Amr fils d'Obéïd, autre chef célèbre des Motazélites, fut contemporain de Wâsil fils d'Atâ et se sépara en même temps que lui de l'école de Haçan de Basrah. C'était un personnage d'un caractère intéressant. Il paraît être d'origine afghane, son aïeul ayant fait partie des prisonniers qui tombèrent aux mains des Musulmans à Kaboul. Il était un affranchi des Bénou Témim. Sa mort arriva en 144 ou 145.
L'historien Maçoudi témoigne d'une grande admiration pour Amr fils d'Obéïd, dont il dit qu' «il fut le cheikh des Motazélites de son temps, le docteur le plus éminent de cette secte et que personne ne l'éclipsa depuis. Il a laissé des traités, des discours et un grand nombre de dissertations sur le libre arbitre, sur l'unité de Dieu, etc.». Nous ne connaissons pas ces écrits. L'historien appuie ces éloges par quelques anecdotes qui montrent le caractère élevé et légèrement cynique de ce personnage 8.

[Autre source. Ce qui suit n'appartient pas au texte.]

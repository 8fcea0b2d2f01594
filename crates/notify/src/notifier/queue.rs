// Copyright 2024 RustFS Team
//
// Licensed under the Apache License, Version 2.0 (the "License");
// you may not use this file except in compliance with the License.
// You may obtain a copy of the License at
//
//     http://www.apache.org/licenses/LICENSE-2.0
//
// Unless required by applicable law or agreed to in writing, software
// distributed under the License is distributed on an "AS IS" BASIS,
// WITHOUT WARRANTIES OR CONDITIONS OF ANY KIND, either express or implied.
// See the License for the specific language governing permissions and
// limitations under the License.

use super::{Delivery, Notifier, NotifierBackend};
use crate::error::{NotificationError, ValidationError};
use crate::event::EventContext;
use crate::payload::build_event_record;
use crate::rules::TargetConfiguration;
use crate::verify::{BucketVerificationContext, lookup_destination, request_metadata, send_probe};
use async_trait::async_trait;
use s3notify_config::notify::AWS_TRACE_HEADER_ATTRIBUTE;
use s3notify_targets::{DeliveryRequest, DestinationKind, OutboundMessage};
use std::collections::BTreeMap;
use tracing::{error, warn};

/// Delivers event records to message queues.
#[derive(Debug, Clone)]
pub struct QueueNotifier {
    backend: NotifierBackend,
}

impl QueueNotifier {
    pub fn new(backend: NotifierBackend) -> Self {
        Self { backend }
    }
}

#[async_trait]
impl Notifier for QueueNotifier {
    fn kind(&self) -> DestinationKind {
        DestinationKind::Queue
    }

    async fn verify_target(&self, target_arn: &str, ctx: &BucketVerificationContext<'_>) -> Result<(), ValidationError> {
        let service = self.kind().service_name();
        if !self.backend.services.is_service_enabled(service) {
            warn!(
                "Service '{}' is not enabled: skipping validation of the following destination: '{}'",
                service, target_arn
            );
            return Ok(());
        }

        let transport = self.backend.transport.as_ref();
        lookup_destination(transport, self.kind(), target_arn, "The destination queue does not exist").await?;

        let probe = send_probe(transport, ctx, |message_body| OutboundMessage::Queue {
            queue_arn: target_arn.to_string(),
            message_body,
            message_system_attributes: BTreeMap::new(),
        });
        probe.await.map_err(|e| {
            error!(
                "Unable to send test notification for S3 bucket \"{}\" to SQS queue \"{}\": {}",
                ctx.bucket_name, target_arn, e
            );
            ValidationError::PermissionDenied {
                argument_name: target_arn.to_string(),
                argument_value: "Permissions on the destination queue do not allow S3 to publish notifications from this bucket"
                    .to_string(),
            }
        })
    }

    fn build_delivery(&self, ctx: &EventContext, entry: &TargetConfiguration) -> Result<Delivery, NotificationError> {
        let notification = build_event_record(ctx, entry.id.as_deref(), &self.backend.options);
        let mut message_system_attributes = BTreeMap::new();
        if let Some(trace_id) = &ctx.trace_id {
            message_system_attributes.insert(AWS_TRACE_HEADER_ATTRIBUTE.to_string(), trace_id.clone());
        }
        let message = OutboundMessage::Queue {
            queue_arn: entry.arn.clone(),
            message_body: serde_json::to_string(&notification)?,
            message_system_attributes,
        };
        let request = DeliveryRequest::new(message).with_metadata(request_metadata(&ctx.bucket_name, &ctx.region));
        Ok(Delivery::new(self.backend.transport.clone(), request, &ctx.bucket_name))
    }
}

Note 8: (retour) V. les Prairies d'or, VI, 208-212.
Ces quelques vers que Maçoudi cite comme ayant été récités par Amr en présence de Mansour donnent de lui une haute idée: «O toi que l'espérance aveugle, les déceptions et la mort te séparent de ce que tu espères. Ne vois-tu pas que le monde avec ses attraits trompeurs n'est qu'une station où le voyageur campe un moment, puis s'éloigne? Ses pièges sont mortels, ses plaisirs une angoisse; sa sérénité n'est que trouble; son empire n'est que révolutions. La quiétude de l'homme y est troublée par de perpétuelles alarmes; ni la douceur ni la violence n'y peuvent rien. L'homme est comme le but des catastrophes et du trépas, le jouet des adversités filles du destin. Il fuit pour sauver sa vie et la mort est en embuscade; chacun de ses faux pas est une chute. Il se consume en efforts au profit de ses héritiers, et c'est la tombe qui recueille le fruit de ses fatigues.»

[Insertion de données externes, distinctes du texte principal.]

// Copyright 2024 RustFS Team
//
// Licensed under the Apache License, Version 2.0 (the "License");
// you may not use this file except in compliance with the License.
// You may obtain a copy of the License at
//
//     http://www.apache.org/licenses/LICENSE-2.0
//
// Unless required by applicable law or agreed to in writing, software
// distributed under the License is distributed on an "AS IS" BASIS,
// WITHOUT WARRANTIES OR CONDITIONS OF ANY KIND, either express or implied.
// See the License for the specific language governing permissions and
// limitations under the License.

//! Destination payloads.
//!
//! Queue, topic and function destinations receive the generic S3 event
//! record, the event bus receives its own entry shape, and validation
//! sends a minimal test event.

mod eventbridge;
mod record;
mod test_event;

pub use eventbridge::{DetailBucket, DetailObject, EventBridgeDetail, build_eventbridge_entry};
pub use record::{
    BucketEntity, EventRecord, GlacierEventData, Identity, Notification, ObjectEntity, RequestParameters, ResponseElements,
    RestoreEventData, S3Entity, build_event_record,
};
pub use test_event::TestEvent;

use chrono::TimeDelta;
use s3notify_config::NotifyConfig;
use s3notify_config::{
    DEFAULT_EVENTBRIDGE_RESTORE_OFFSET_SECS, DEFAULT_RECORD_RESTORE_OFFSET_MS, MIN_EVENTBRIDGE_RESTORE_OFFSET_SECS,
    MIN_RECORD_RESTORE_OFFSET_MS,
};

/// Timestamp offsets for restore-completed payloads, which must sort after
/// the matching restore initiation.
#[derive(Debug, Clone, Copy, PartialEq, Eq)]
pub struct PayloadOptions {
    pub record_restore_offset: TimeDelta,
    pub eventbridge_restore_offset: TimeDelta,
}

impl Default for PayloadOptions {
    fn default() -> Self {
        Self {
            record_restore_offset: TimeDelta::milliseconds(DEFAULT_RECORD_RESTORE_OFFSET_MS as i64),
            eventbridge_restore_offset: TimeDelta::seconds(DEFAULT_EVENTBRIDGE_RESTORE_OFFSET_SECS as i64),
        }
    }
}

/// Offsets below their minimum are raised to it, whatever way the config was built.
impl From<&NotifyConfig> for PayloadOptions {
    fn from(config: &NotifyConfig) -> Self {
        let defaults = Self::default();
        let record_restore_offset = TimeDelta::from_std(config.record_restore_offset)
            .unwrap_or(defaults.record_restore_offset)
            .max(TimeDelta::milliseconds(MIN_RECORD_RESTORE_OFFSET_MS as i64));
        let eventbridge_restore_offset = TimeDelta::from_std(config.eventbridge_restore_offset)
            .unwrap_or(defaults.eventbridge_restore_offset)
            .max(TimeDelta::seconds(MIN_EVENTBRIDGE_RESTORE_OFFSET_SECS as i64));
        Self {
            record_restore_offset,
            eventbridge_restore_offset,
        }
    }
}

Malgré la réputation d'Amr fils d'Obéïd, nous savons en somme peu de chose de sa doctrine.
Après l'époque de ces premiers Motazélites la connaissance des livres grecs s'introduisit dans l'islam. Les Motazélites les étudièrent, et nous constatons quels progrès cette étude fit faire à leur pensée, combien elle l'enrichit et l'affina, en rencontrant, après une ou deux générations, toute une pléiade de docteurs de cette secte, en tête desquels il convient de citer Abou'l-Hodéïl el-Allâf de Basrah. Abou'l-Hodéïl naquit en 135. Il était affranchi des Bénou Abd el-Kaïs. Il étudia la philosophie à Bagdad sous la direction d'un élève de Wâsil fils d'Atâ. Il composa de nombreux ouvrages que nous ne possédons point, et il prit part aux controverses théologiques qui eurent lieu sous Mamoun. Chahrastani le fait mourir à l'âge de 100 ans, en 235; mais Abou'l-Mahâsin donne la date de 226, qui est sans doute préférable.
Abou'l-Hodéïl n'adopta pas l'opinion absolue de ses prédécesseurs touchant la négation des qualités divines. Il admit les qualités comme des modes sous lesquels apparaît l'essence divine; Chahrastani compare cette conception à celle des hypostases chez les chrétiens; mais cette comparaison ne semble pas très satisfaisante. Les qualités divines, dit plus clairement le même historien, étaient pour lui l'essence même de Dieu, non pas des idées annexées à cette essence; elles n'avaient qu'une signification purement négative, ou plutôt elles exprimaient seulement ce qui était contenu dans le concept de l'essence. Abou'l-Hodéïl ne disait pas: Dieu est savant par son essence et non pas par la science; il disait: Dieu est savant par une science qui est son essence. La première formule, qui pouvait être celle des Motazélites antérieurs, niait la qualité; la seconde reconnaissait une essence qui est identiquement qualité ou une qualité qui est identiquement essence.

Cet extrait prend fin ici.